4- Space based solar can use cheap giant concentrators much bigger than the panels to achieve better economics.
5- Point to point beaming involves *two* passes through atmosphere and a big orbital rectenna or three.Not that much cheaper but less efficient. (No concentrators.) Nice idea though.
6- Finally, the biggest challenger to solar (ground or space), wind, wave, and other promoted "green" energy sources is just ramping up. The first pilot plants are going online in Utah and Texas but the tech works in all 50 states. And the tech is actually cheap to deploy, works 24x7 and can be *retrofitted* to many existing thermoelectric fossil fuel plants. Look up geothermal fracking.
Space solar platforms however, will be essential not so much for beaming to earth but for the *moon". Two week "nights".
On earth, too, but only in places where tectonic issues make deep drilling inappropriate. The ring of fire, for example. -
bolide Come on! Political or manufacturing factors that affect the price of panels apply equally, whether you install the panels on the ground or in orbit--except that orbiting panels would have to be engineered to withstand launch & the space environment. The economic difference is in the deployment.Reply
Atmospheric attenuation, FWIW, applies to both systems, since the energy is coming from space either way. Got numbers?
Concentrators can be built more easily on land than in space.
Cost of grid vs. rectennas is the only possible advantage I see here. But we need numbers. -
Ken Fabian It isn't an alternative. We aren't going to stop building solar and wind and upgrading transmission links, adding storage, taking advantage of plugged in EV's, getting innovative around better matching heavy demand to supply availability. We aren't putting decarbonization efforts on hold until SpaceX launch costs are under $200,000 per metric ton (down from $3,000,000 per ton) any more than stop RE whilst we hold out for fusion energy.Reply
Any nation that thinks China can't sustain it's lead in RE technologies on their own merits is dreaming. Their researchers are already dominating the peer reviewed science in a lot of fields and more and more of what they do is built around their own innovation. CATL's recently released "no capacity loss in the first 5 years" battery technology came out their own R&D. Significantly better EV suitable battery tech is coming from there too.
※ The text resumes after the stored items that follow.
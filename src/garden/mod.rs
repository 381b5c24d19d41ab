//! Typed view of the garden and the operations on it.
//!
//! # Data Flow
//! ```text
//! Workbook (cell text)
//!     → Garden::from_workbook (typed, blank rows dropped)
//!     → hierarchy.rs (plant → locations → containers)
//!     → handlers / query engine
//!
//! catalog.rs: create/update records → SheetStore rows
//! ```

pub mod catalog;
pub mod hierarchy;

use crate::model::{ColumnMap, Container, Location, Plant, Record, Table};
use crate::store::Workbook;

pub use catalog::{Catalog, CatalogError, CatalogResult, ContainerInput, LocationInput, PlantInput};
pub use hierarchy::{LocationView, Placement, PlantView};

/// A typed snapshot of every table.
#[derive(Debug, Clone, Default)]
pub struct Garden {
    pub plants: Vec<Plant>,
    pub locations: Vec<Location>,
    pub containers: Vec<Container>,
}

impl Garden {
    /// Convert sheet rows into records. Rows without an ID are skipped.
    pub fn from_workbook(workbook: &Workbook) -> Self {
        Self {
            plants: records(workbook, Table::Plants),
            locations: records(workbook, Table::Locations),
            containers: records(workbook, Table::Containers),
        }
    }

    pub fn plant(&self, id: &str) -> Option<&Plant> {
        self.plants.iter().find(|p| p.plant_id == id.trim())
    }

    /// Look a plant up by ID, then by case-insensitive name.
    pub fn find_plant(&self, key: &str) -> Option<&Plant> {
        self.plant(key)
            .or_else(|| self.plants.iter().find(|p| p.has_name(key)))
    }

    pub fn location(&self, id: &str) -> Option<&Location> {
        self.locations.iter().find(|l| l.location_id == id.trim())
    }

    pub fn container(&self, id: &str) -> Option<&Container> {
        self.containers.iter().find(|c| c.container_id == id.trim())
    }

    pub fn containers_for_plant<'g>(&'g self, plant_id: &'g str) -> impl Iterator<Item = &'g Container> + 'g {
        self.containers.iter().filter(move |c| c.plant_id == plant_id)
    }

    pub fn containers_at<'g>(&'g self, location_id: &'g str) -> impl Iterator<Item = &'g Container> + 'g {
        self.containers.iter().filter(move |c| c.location_id == location_id)
    }
}

fn records<R: Record>(workbook: &Workbook, table: Table) -> Vec<R> {
    let sheet = workbook.sheet(table);
    let columns = ColumnMap::new(table, &sheet.header);
    sheet
        .rows
        .iter()
        .filter(|row| !ColumnMap::is_blank(row))
        .map(|row| R::from_row(&columns, row))
        .filter(|record| {
            let keep = !record.id().is_empty();
            if !keep {
                tracing::debug!(table = %table, "Skipping row without an ID");
            }
            keep
        })
        .collect()
}
//! Shutdown coordination.

use tokio::sync::broadcast;

/// Coordinator for graceful shutdown.
///
/// Long-running tasks (the HTTP server) subscribe; `trigger` wakes them all.
#[derive(Debug, Clone)]
pub struct Shutdown {
    tx: broadcast::Sender<()>,
}

impl Shutdown {
    pub fn new() -> Self {
        let (tx, _) = broadcast::channel(1);
        Self { tx }
    }

    pub fn subscribe(&self) -> broadcast::Receiver<()> {
        self.tx.subscribe()
    }

    /// Fire the signal. Returns how many subscribers were notified.
    pub fn trigger(&self) -> usize {
        self.tx.send(()).unwrap_or(0)
    }
}

impl Default for Shutdown {
    fn default() -> Self {
        Self::new()
    }
}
But I do fear that US fears of growing military relevant Chinese industrial capabilities and US inability to compete in EV's and RE will be misused by the (still powerful) Doubt, Deny, Delay crowd to constrain their use and further protect fossil fuels from global warming. And I think failure to push ahead and maintain a lead in those areas has been one consequence of prolonged mainstream political failure and resistance to face up to the climate problem. Time will tell if Biden Democrat's programs can significantly help US industry regain some of the lost ground.